Data for analysis
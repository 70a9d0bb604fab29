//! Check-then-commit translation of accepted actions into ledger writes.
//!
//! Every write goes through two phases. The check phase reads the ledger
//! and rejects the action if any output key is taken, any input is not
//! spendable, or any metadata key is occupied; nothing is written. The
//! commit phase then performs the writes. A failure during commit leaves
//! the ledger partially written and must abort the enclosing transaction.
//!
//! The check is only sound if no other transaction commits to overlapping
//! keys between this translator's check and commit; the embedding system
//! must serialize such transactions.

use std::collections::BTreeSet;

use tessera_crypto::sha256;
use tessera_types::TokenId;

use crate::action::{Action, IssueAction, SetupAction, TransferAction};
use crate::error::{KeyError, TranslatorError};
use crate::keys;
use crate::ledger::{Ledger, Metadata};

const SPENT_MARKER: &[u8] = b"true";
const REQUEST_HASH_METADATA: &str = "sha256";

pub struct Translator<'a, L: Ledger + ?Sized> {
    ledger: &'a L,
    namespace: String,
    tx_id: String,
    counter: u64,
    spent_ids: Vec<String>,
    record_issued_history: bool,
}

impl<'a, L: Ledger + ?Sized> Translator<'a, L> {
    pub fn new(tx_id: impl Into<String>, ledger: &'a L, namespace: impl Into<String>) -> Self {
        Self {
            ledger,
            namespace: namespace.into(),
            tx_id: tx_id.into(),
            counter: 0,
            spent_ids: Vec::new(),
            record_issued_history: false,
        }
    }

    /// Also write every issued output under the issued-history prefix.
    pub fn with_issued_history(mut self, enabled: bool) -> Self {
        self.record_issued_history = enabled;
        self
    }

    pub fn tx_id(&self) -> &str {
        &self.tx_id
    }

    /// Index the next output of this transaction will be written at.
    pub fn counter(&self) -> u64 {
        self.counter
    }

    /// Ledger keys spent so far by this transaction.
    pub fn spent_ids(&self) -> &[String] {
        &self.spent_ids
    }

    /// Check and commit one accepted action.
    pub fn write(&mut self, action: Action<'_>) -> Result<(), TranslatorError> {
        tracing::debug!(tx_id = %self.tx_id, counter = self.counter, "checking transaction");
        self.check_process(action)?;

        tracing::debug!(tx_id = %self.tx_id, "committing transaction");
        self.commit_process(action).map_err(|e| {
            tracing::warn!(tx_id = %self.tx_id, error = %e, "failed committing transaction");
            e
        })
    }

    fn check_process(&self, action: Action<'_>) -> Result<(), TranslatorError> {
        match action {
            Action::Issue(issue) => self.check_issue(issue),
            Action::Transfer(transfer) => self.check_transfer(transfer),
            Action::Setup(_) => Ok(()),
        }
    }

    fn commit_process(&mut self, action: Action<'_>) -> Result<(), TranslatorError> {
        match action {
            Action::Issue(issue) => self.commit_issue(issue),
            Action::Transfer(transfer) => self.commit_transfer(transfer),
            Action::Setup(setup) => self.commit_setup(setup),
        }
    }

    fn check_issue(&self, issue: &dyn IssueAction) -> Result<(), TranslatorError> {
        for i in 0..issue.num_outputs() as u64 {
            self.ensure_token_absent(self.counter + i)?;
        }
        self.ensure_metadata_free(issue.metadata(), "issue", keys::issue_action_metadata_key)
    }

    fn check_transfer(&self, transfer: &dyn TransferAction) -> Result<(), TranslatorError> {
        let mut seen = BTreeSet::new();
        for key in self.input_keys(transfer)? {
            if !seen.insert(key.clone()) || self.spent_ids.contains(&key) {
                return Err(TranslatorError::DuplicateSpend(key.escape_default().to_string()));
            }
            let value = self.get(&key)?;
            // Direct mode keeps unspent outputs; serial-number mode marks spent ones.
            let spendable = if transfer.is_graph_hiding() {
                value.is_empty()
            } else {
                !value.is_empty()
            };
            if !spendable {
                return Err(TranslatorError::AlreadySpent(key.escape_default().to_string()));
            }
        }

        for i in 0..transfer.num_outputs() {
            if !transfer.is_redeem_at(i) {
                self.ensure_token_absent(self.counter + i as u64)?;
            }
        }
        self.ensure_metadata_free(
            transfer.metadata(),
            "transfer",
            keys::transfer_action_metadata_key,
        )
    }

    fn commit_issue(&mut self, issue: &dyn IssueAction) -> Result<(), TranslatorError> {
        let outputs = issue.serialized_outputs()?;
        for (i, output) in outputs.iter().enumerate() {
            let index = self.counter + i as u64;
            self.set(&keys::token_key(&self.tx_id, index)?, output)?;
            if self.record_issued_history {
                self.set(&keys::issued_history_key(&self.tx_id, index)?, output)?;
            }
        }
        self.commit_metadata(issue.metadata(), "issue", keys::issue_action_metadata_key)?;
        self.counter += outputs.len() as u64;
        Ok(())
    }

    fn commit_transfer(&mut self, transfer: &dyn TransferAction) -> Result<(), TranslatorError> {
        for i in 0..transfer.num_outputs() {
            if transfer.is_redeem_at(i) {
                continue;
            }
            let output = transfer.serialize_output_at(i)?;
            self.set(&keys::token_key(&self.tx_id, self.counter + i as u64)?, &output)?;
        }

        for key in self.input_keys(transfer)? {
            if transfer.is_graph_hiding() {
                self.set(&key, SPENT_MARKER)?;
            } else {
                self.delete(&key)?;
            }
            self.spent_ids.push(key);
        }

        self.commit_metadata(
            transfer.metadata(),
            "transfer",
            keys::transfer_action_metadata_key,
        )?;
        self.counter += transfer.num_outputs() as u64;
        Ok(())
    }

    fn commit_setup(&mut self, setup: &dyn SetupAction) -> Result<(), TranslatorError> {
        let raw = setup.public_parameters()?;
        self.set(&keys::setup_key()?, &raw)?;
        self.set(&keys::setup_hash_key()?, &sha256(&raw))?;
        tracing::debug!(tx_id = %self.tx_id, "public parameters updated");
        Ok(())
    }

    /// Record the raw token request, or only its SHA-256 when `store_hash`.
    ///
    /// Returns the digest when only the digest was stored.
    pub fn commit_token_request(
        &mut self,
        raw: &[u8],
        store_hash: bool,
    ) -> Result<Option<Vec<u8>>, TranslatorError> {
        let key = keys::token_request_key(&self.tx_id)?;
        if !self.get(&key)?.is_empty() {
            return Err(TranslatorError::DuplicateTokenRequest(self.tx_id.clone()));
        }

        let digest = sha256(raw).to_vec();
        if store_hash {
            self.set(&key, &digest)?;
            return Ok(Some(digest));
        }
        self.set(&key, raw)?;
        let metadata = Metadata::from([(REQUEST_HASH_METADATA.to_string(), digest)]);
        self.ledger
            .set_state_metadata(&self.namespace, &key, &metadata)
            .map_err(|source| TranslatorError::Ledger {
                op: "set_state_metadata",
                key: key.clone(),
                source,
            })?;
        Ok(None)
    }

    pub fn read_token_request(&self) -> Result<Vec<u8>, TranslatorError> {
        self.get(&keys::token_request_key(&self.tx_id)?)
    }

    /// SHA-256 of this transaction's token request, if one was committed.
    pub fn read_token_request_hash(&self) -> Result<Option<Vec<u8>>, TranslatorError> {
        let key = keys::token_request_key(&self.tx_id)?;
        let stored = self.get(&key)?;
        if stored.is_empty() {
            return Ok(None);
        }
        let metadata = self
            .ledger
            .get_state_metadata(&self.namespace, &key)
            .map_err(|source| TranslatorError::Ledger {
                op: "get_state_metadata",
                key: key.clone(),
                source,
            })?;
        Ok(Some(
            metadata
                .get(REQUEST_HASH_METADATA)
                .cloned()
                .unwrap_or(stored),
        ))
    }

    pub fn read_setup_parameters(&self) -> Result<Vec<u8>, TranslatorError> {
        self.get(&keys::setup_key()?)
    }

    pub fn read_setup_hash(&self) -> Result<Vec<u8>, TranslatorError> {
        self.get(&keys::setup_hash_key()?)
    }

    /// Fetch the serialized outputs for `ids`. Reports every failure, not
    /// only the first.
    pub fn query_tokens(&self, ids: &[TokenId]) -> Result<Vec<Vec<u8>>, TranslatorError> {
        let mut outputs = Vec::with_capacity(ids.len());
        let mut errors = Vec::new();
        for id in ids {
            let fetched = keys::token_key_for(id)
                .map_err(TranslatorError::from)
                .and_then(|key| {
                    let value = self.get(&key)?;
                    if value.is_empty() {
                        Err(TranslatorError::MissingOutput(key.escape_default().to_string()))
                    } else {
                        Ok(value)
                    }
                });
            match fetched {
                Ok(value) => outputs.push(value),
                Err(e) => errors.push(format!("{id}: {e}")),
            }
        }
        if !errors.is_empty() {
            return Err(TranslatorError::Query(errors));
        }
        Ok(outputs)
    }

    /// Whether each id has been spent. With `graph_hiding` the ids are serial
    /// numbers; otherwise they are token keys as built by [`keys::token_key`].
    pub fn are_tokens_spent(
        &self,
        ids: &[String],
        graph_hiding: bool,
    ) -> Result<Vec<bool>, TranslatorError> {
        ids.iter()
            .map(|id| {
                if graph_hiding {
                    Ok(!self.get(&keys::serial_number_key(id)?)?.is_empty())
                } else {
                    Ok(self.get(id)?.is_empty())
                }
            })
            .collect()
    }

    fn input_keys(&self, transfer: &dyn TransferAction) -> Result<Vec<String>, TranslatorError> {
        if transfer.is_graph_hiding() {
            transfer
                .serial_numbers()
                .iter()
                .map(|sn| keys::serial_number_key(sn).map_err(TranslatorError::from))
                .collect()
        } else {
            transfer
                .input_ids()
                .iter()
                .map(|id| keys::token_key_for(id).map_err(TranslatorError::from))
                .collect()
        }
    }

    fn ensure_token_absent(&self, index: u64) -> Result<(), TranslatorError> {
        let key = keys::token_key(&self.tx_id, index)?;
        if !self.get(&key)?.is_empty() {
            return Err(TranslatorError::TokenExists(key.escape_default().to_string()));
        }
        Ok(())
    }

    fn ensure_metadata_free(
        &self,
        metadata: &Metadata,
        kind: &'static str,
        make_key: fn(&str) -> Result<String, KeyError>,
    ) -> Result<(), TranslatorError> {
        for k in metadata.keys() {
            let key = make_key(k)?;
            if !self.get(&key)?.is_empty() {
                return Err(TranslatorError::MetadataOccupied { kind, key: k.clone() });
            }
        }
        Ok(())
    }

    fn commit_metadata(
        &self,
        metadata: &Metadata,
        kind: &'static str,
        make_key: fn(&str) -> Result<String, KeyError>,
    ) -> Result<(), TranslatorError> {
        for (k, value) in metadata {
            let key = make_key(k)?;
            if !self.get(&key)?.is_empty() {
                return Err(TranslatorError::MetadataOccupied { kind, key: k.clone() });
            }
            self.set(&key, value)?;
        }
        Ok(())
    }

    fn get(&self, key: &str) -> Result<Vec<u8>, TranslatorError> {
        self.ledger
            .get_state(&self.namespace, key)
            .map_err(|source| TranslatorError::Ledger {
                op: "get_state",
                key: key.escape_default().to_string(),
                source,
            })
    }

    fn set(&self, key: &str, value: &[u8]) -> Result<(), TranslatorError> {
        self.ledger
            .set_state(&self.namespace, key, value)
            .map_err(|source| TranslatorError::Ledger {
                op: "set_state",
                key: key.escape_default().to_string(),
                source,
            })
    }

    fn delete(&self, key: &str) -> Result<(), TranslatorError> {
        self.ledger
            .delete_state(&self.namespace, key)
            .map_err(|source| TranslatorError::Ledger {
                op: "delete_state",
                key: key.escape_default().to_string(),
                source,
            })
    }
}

* * *

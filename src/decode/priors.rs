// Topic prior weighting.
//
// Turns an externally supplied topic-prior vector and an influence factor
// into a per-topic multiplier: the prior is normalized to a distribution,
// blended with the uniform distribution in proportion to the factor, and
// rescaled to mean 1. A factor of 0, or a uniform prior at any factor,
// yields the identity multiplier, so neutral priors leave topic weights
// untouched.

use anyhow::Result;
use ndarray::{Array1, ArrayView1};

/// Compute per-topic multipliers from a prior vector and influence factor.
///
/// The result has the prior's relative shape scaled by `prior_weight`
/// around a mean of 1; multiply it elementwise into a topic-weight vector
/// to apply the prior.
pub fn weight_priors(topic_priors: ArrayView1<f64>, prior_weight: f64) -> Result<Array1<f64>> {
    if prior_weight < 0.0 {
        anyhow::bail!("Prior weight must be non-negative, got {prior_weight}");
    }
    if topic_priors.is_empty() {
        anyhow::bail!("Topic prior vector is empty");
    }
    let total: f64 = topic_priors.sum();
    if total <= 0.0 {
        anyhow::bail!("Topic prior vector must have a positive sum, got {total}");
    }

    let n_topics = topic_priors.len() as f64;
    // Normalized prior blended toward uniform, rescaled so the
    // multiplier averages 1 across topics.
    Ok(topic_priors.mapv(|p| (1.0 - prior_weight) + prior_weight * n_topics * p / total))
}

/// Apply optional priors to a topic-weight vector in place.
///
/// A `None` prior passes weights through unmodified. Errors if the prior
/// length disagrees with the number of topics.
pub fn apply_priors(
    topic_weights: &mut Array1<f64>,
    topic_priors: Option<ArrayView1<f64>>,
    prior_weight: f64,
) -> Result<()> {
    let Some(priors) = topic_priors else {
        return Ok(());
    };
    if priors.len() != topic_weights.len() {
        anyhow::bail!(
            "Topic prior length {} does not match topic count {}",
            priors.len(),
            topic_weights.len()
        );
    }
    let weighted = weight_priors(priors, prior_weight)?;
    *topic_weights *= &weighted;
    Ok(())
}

Problem description
Copy every line of the entries above in which "tracing" occurs.

Result
        tracing::debug!(tx_id = %self.tx_id, counter = self.counter, "checking transaction");
        tracing::debug!(tx_id = %self.tx_id, "committing transaction");
            tracing::warn!(tx_id = %self.tx_id, error = %e, "failed committing transaction");
        tracing::debug!(tx_id = %self.tx_id, "public parameters updated");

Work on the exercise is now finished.